Cultivar el esfuerzo de pensar de manera positiva y poder ir alcanzando pequeños objetivos que te van llevando a algunos mayores. Un cambio de enfoque, un cambio de actitud que por fin me va llevando a la ansiada tranquilidad.

¿Cómo me siento hoy? es una pregunta un tanto trampa, porque cada día es diferente, y ayer no me sentía como hoy. Pero de una manera inesperada, hoy llega a mí esta gran pregunta. Hoy no ayer. Y hoy puedo responder de una forma que no lo habría podido hacer ayer, y aún menos estas semanas atrás tan difíciles.

Llegar a los 50 también conlleva esos momentos dramáticos de la vida en la que ves a tus padres ir apagándose de alguna manera, ya sea física o mental. Aceptar que todo va llegando a las rectas finales y que nos hemos de llenar de fuerza para acompañarles y que sigan teniendo una buena vida, con amor.

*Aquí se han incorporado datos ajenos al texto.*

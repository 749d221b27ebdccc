//! Validates and drives the distributed transaction state machine.

use std::collections::{HashMap, HashSet};
use std::sync::Arc;
use std::time::{Duration, Instant};

use parking_lot::Mutex;
use tracing::{debug, error, info};

use crate::broker::Broker;
use crate::persistence::SharedMessageStore;
use crate::transaction::Xid;
use crate::transaction::branch::{Branch, BranchState};
use crate::utils::BrokerError;

pub type BranchRef = Arc<Mutex<Branch>>;

#[derive(Default)]
pub struct Registry {
    branches: Mutex<HashMap<Xid, BranchRef>>,
    /// Prepared Xids found in storage that have no live branch.
    stored: Mutex<HashSet<Xid>>,
    /// Serializes prepare, commit and rollback.
    outcome: Mutex<()>,
}

fn associated_error(xid: &Xid) -> BrokerError {
    BrokerError::validation(format!("branch still has associated active sessions for xid {xid}"))
}

impl Registry {
    pub fn new() -> Self {
        Self::default()
    }

    pub fn register(&self, branch: Branch) -> Result<BranchRef, BrokerError> {
        let mut branches = self.branches.lock();
        let xid = branch.xid().clone();
        if branches.contains_key(&xid) {
            return Err(BrokerError::validation(format!(
                "branch with the same xid {xid} is already registered"
            )));
        }
        let branch = Arc::new(Mutex::new(branch));
        branches.insert(xid, branch.clone());
        Ok(branch)
    }

    pub fn unregister(&self, xid: &Xid) {
        if self.branches.lock().remove(xid).is_none() {
            self.stored.lock().remove(xid);
        }
    }

    /// Live branch of `xid`. Branches only known from storage can be
    /// committed or rolled back, nothing else.
    pub fn branch(&self, xid: &Xid) -> Result<Option<BranchRef>, BrokerError> {
        if self.stored.lock().contains(xid) {
            return Err(BrokerError::validation(
                "branch is in prepared stage, it can only be committed or rolled back",
            ));
        }
        self.rollback_expired();
        Ok(self.branches.lock().get(xid).cloned())
    }

    fn live_branch(&self, xid: &Xid) -> Option<BranchRef> {
        self.branches.lock().get(xid).cloned()
    }

    pub fn prepare(&self, xid: &Xid) -> Result<(), BrokerError> {
        let _outcome = self.outcome.lock();
        if self.stored.lock().contains(xid) {
            return Err(BrokerError::validation(format!("branch {xid} is already prepared")));
        }
        let branch = self
            .live_branch(xid)
            .ok_or_else(|| BrokerError::UnknownXid(xid.clone()))?;
        let mut branch = branch.lock();

        if branch.has_active_sessions() {
            return Err(associated_error(xid));
        }
        self.check_expiration(&mut branch)?;
        branch.clear_associations();

        match branch.state() {
            BranchState::Active => branch.prepare(),
            BranchState::RollbackOnly => Err(BrokerError::validation("transaction can only be rolled back")),
            state => Err(BrokerError::validation(format!(
                "cannot prepare a branch in state {state:?}"
            ))),
        }
    }

    pub fn commit(&self, broker: &Broker, xid: &Xid, one_phase: bool) -> Result<(), BrokerError> {
        let _outcome = self.outcome.lock();
        let branch = match self.live_branch(xid) {
            Some(branch) => {
                {
                    let mut guard = branch.lock();
                    if guard.has_active_sessions() {
                        return Err(associated_error(xid));
                    }
                    self.check_expiration(&mut guard)?;
                    if guard.is_rollback_only() {
                        return Err(BrokerError::validation(format!(
                            "branch is set to rollback only, can't commit with xid {xid}"
                        )));
                    }
                    if !one_phase && !guard.is_prepared() {
                        return Err(BrokerError::validation(format!(
                            "cannot call two-phase commit on a non-prepared branch for xid {xid}"
                        )));
                    }
                }
                branch
            }
            None => self.recover(broker, xid)?,
        };

        let mut branch = branch.lock();
        if one_phase && branch.is_prepared() {
            return Err(BrokerError::validation(format!(
                "cannot call one-phase commit on a prepared branch for xid {xid}"
            )));
        }
        branch.clear_associations();
        branch.commit(broker, one_phase)?;
        branch.set_state(BranchState::Forgotten);
        drop(branch);
        self.unregister(xid);
        info!(%xid, one_phase, "distributed transaction committed");
        Ok(())
    }

    pub fn rollback(&self, broker: &Broker, xid: &Xid) -> Result<(), BrokerError> {
        let _outcome = self.outcome.lock();
        let branch = match self.live_branch(xid) {
            Some(branch) => {
                {
                    let mut guard = branch.lock();
                    self.check_expiration(&mut guard)?;
                    if guard.has_active_sessions() {
                        return Err(associated_error(xid));
                    }
                    guard.clear_associations();
                }
                branch
            }
            None => self.recover(broker, xid)?,
        };

        let mut branch = branch.lock();
        branch.dtx_rollback()?;
        branch.set_state(BranchState::Forgotten);
        drop(branch);
        self.unregister(xid);
        info!(%xid, "distributed transaction rolled back");
        Ok(())
    }

    /// Recovery branch for a prepared Xid known only from storage.
    fn recover(&self, broker: &Broker, xid: &Xid) -> Result<BranchRef, BrokerError> {
        if !self.stored.lock().contains(xid) {
            return Err(BrokerError::UnknownXid(xid.clone()));
        }
        debug!(%xid, "recovering branch from storage");
        Ok(Arc::new(Mutex::new(Branch::recovery(
            xid.clone(),
            broker.store().clone(),
        ))))
    }

    /// Only heuristically completed branches can be forgotten.
    pub fn forget(&self, xid: &Xid) -> Result<(), BrokerError> {
        let branch = self
            .live_branch(xid)
            .ok_or_else(|| BrokerError::UnknownXid(xid.clone()))?;
        let mut branch = branch.lock();
        if branch.has_active_sessions() {
            return Err(associated_error(xid));
        }
        if !matches!(branch.state(), BranchState::HeurCom | BranchState::HeurRb) {
            return Err(BrokerError::validation(format!(
                "branch is not heuristically complete, hence unable to forget xid {xid}"
            )));
        }
        branch.set_state(BranchState::Forgotten);
        drop(branch);
        self.unregister(xid);
        Ok(())
    }

    /// A zero timeout leaves the branch without a deadline.
    pub fn set_timeout(&self, xid: &Xid, timeout: Duration) -> Result<(), BrokerError> {
        let branch = self
            .live_branch(xid)
            .ok_or_else(|| BrokerError::UnknownXid(xid.clone()))?;
        let deadline = (!timeout.is_zero()).then(|| Instant::now() + timeout);
        branch.lock().set_deadline(deadline);
        Ok(())
    }

    fn check_expiration(&self, branch: &mut Branch) -> Result<(), BrokerError> {
        if branch.state() == BranchState::TimedOut || branch.is_expired(Instant::now()) {
            let xid = branch.xid().clone();
            if branch.state() != BranchState::TimedOut {
                Self::expire(branch);
            }
            self.branches.lock().remove(&xid);
            return Err(BrokerError::validation(format!("transaction timed out for xid {xid}")));
        }
        Ok(())
    }

    fn expire(branch: &mut Branch) {
        if let Err(e) = branch.dtx_rollback() {
            error!(xid = %branch.xid(), error = %e, "rolling back timed out branch failed");
        }
        branch.set_state(BranchState::TimedOut);
    }

    /// Rolls back every branch past its deadline. Returns how many.
    pub fn rollback_expired(&self) -> usize {
        let now = Instant::now();
        let branches: Vec<BranchRef> = self.branches.lock().values().cloned().collect();
        let mut expired = Vec::new();
        for branch in branches {
            // Branches busy elsewhere are checked on the next sweep.
            let Some(mut guard) = branch.try_lock() else {
                continue;
            };
            if guard.is_expired(now) {
                Self::expire(&mut guard);
                debug!(xid = %guard.xid(), "branch timed out");
                expired.push(guard.xid().clone());
            }
        }

        let mut live = self.branches.lock();
        for xid in &expired {
            live.remove(xid);
        }
        expired.len()
    }

    /// Loads the prepared Xids left in storage by a previous run.
    pub fn sync_with_store(&self, store: &SharedMessageStore) -> Result<(), BrokerError> {
        let xids = store.stored_xids()?;
        let mut stored = self.stored.lock();
        stored.clear();
        stored.extend(xids);
        if !stored.is_empty() {
            info!(count = stored.len(), "prepared transactions awaiting outcome");
        }
        Ok(())
    }

    /// Prepared Xids awaiting an outcome, live and recovered.
    pub fn prepared_xids(&self) -> Vec<Xid> {
        let mut xids: Vec<Xid> = self.stored.lock().iter().cloned().collect();
        let branches: Vec<BranchRef> = self.branches.lock().values().cloned().collect();
        for branch in branches {
            let branch = branch.lock();
            if branch.is_prepared() {
                xids.push(branch.xid().clone());
            }
        }
        xids
    }

    pub fn is_registered(&self, xid: &Xid) -> bool {
        self.branches.lock().contains_key(xid)
    }
}
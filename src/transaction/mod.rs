//! Transaction layer: auto-commit, local and distributed (XA) transactions
//! over the same queue and store primitives.

pub mod auto;
pub mod branch;
pub mod distributed;
pub mod local;
pub mod registry;
pub mod xid;

use std::sync::Arc;
use std::time::Duration;

pub use auto::AutoCommitTransaction;
pub use branch::{Branch, BranchState};
pub use distributed::DistributedTransaction;
pub use local::LocalTransaction;
pub use registry::Registry;
pub use xid::Xid;

use crate::broker::message::{DetachableMessage, Message};
use crate::utils::BrokerError;

/// Caller-supplied hook run when a transaction completes.
pub trait PostTransactionAction: Send {
    fn post_commit(&mut self);

    fn on_rollback(&mut self) {}
}

/// The transaction a session currently runs under.
pub enum BrokerTransaction {
    AutoCommit(AutoCommitTransaction),
    Local(LocalTransaction),
    Distributed(DistributedTransaction),
}

impl BrokerTransaction {
    fn kind(&self) -> &'static str {
        match self {
            BrokerTransaction::AutoCommit(_) => "non-transactional",
            BrokerTransaction::Local(_) => "local-transactional",
            BrokerTransaction::Distributed(_) => "distributed-transactional",
        }
    }

    fn misuse(&self, operation: &str) -> BrokerError {
        BrokerError::validation(format!("{operation} called on {} channel", self.kind()))
    }

    fn distributed(&mut self, operation: &str) -> Result<&mut DistributedTransaction, BrokerError> {
        match self {
            BrokerTransaction::Distributed(tx) => Ok(tx),
            other => Err(other.misuse(operation)),
        }
    }

    pub fn enqueue(
        &mut self,
        message: Message,
        action: Option<Box<dyn PostTransactionAction>>,
    ) -> Result<(), BrokerError> {
        match self {
            BrokerTransaction::AutoCommit(tx) => tx.enqueue(message, action),
            BrokerTransaction::Local(tx) => tx.enqueue(message, action),
            BrokerTransaction::Distributed(tx) => tx.enqueue(message),
        }
    }

    pub fn dequeue(
        &mut self,
        queue: &str,
        message: Arc<DetachableMessage>,
        action: Option<Box<dyn PostTransactionAction>>,
    ) -> Result<(), BrokerError> {
        match self {
            BrokerTransaction::AutoCommit(tx) => tx.dequeue(queue, message, action),
            BrokerTransaction::Local(tx) => tx.dequeue(queue, message, action),
            BrokerTransaction::Distributed(tx) => tx.dequeue(queue, message),
        }
    }

    /// No-op outside a local transaction.
    pub fn commit(&mut self) -> Result<(), BrokerError> {
        match self {
            BrokerTransaction::AutoCommit(_) => Ok(()),
            BrokerTransaction::Local(tx) => tx.commit(),
            BrokerTransaction::Distributed(_) => Err(self.misuse("tx.commit")),
        }
    }

    pub fn rollback(&mut self) -> Result<(), BrokerError> {
        match self {
            BrokerTransaction::AutoCommit(_) => Ok(()),
            BrokerTransaction::Local(tx) => {
                tx.rollback();
                Ok(())
            }
            BrokerTransaction::Distributed(_) => Err(self.misuse("tx.rollback")),
        }
    }

    pub fn is_transactional(&self) -> bool {
        match self {
            BrokerTransaction::AutoCommit(_) => false,
            BrokerTransaction::Local(_) => true,
            BrokerTransaction::Distributed(tx) => tx.in_transaction_block(),
        }
    }

    /// Session closed: an open local transaction is rolled back.
    pub fn on_close(&mut self) {
        if let BrokerTransaction::Local(tx) = self {
            tx.rollback();
        }
    }

    pub fn start(&mut self, xid: &Xid, join: bool, resume: bool) -> Result<(), BrokerError> {
        self.distributed("dtx.start")?.start(xid, join, resume)
    }

    pub fn end(&mut self, xid: &Xid, fail: bool, suspend: bool) -> Result<(), BrokerError> {
        self.distributed("dtx.end")?.end(xid, fail, suspend)
    }

    pub fn prepare(&mut self, xid: &Xid) -> Result<(), BrokerError> {
        self.distributed("dtx.prepare")?.prepare(xid)
    }

    pub fn commit_xid(&mut self, xid: &Xid, one_phase: bool) -> Result<(), BrokerError> {
        self.distributed("dtx.commit")?.commit(xid, one_phase)
    }

    pub fn rollback_xid(&mut self, xid: &Xid) -> Result<(), BrokerError> {
        self.distributed("dtx.rollback")?.rollback(xid)
    }

    pub fn forget(&mut self, xid: &Xid) -> Result<(), BrokerError> {
        self.distributed("dtx.forget")?.forget(xid)
    }

    pub fn set_timeout(&mut self, xid: &Xid, timeout: Duration) -> Result<(), BrokerError> {
        self.distributed("dtx.set-timeout")?.set_timeout(xid, timeout)
    }
}

#[cfg(test)]
mod tests;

En ese momento estoy, recogiendo estos días como hoy, en los que pueda respirar y llenarme de energía para aportar a los demás lo mejor que nos caracteriza como humanos, amor y cercanía.

Aprendiendo a escuchar y no juzgar, y aceptando que no obstante, seguiré errando todos los días. Cada día de este verano me he acostado diciéndome que tengo que mejorar la comunicación con mis padres, que aún puedo hacer algo más para aportarles mucho cariño. Y hoy siento que sigo en ese camino, que sigo aprendiendo y mejorando y que ese es el mejor camino de la vida.

¿Cómo me siento hoy? aprendiz. Y con la suerte de tener a mi hija frente a mí con su tazón de leche y esos ojos de color chocolate que me dan tanto amor.

Aprendiendo de una niña, de su frescura en resetear y seguir adelante con ilusión.

Aprendiendo de mis padres, de como afrontar las rectas finales y de toda la sabiduría que hay detrás de en todo lo que hacen.

Hoy me siento que hay tantas cosas buenas de las que disfrutar hoy…….gracias, hoy será un buen día.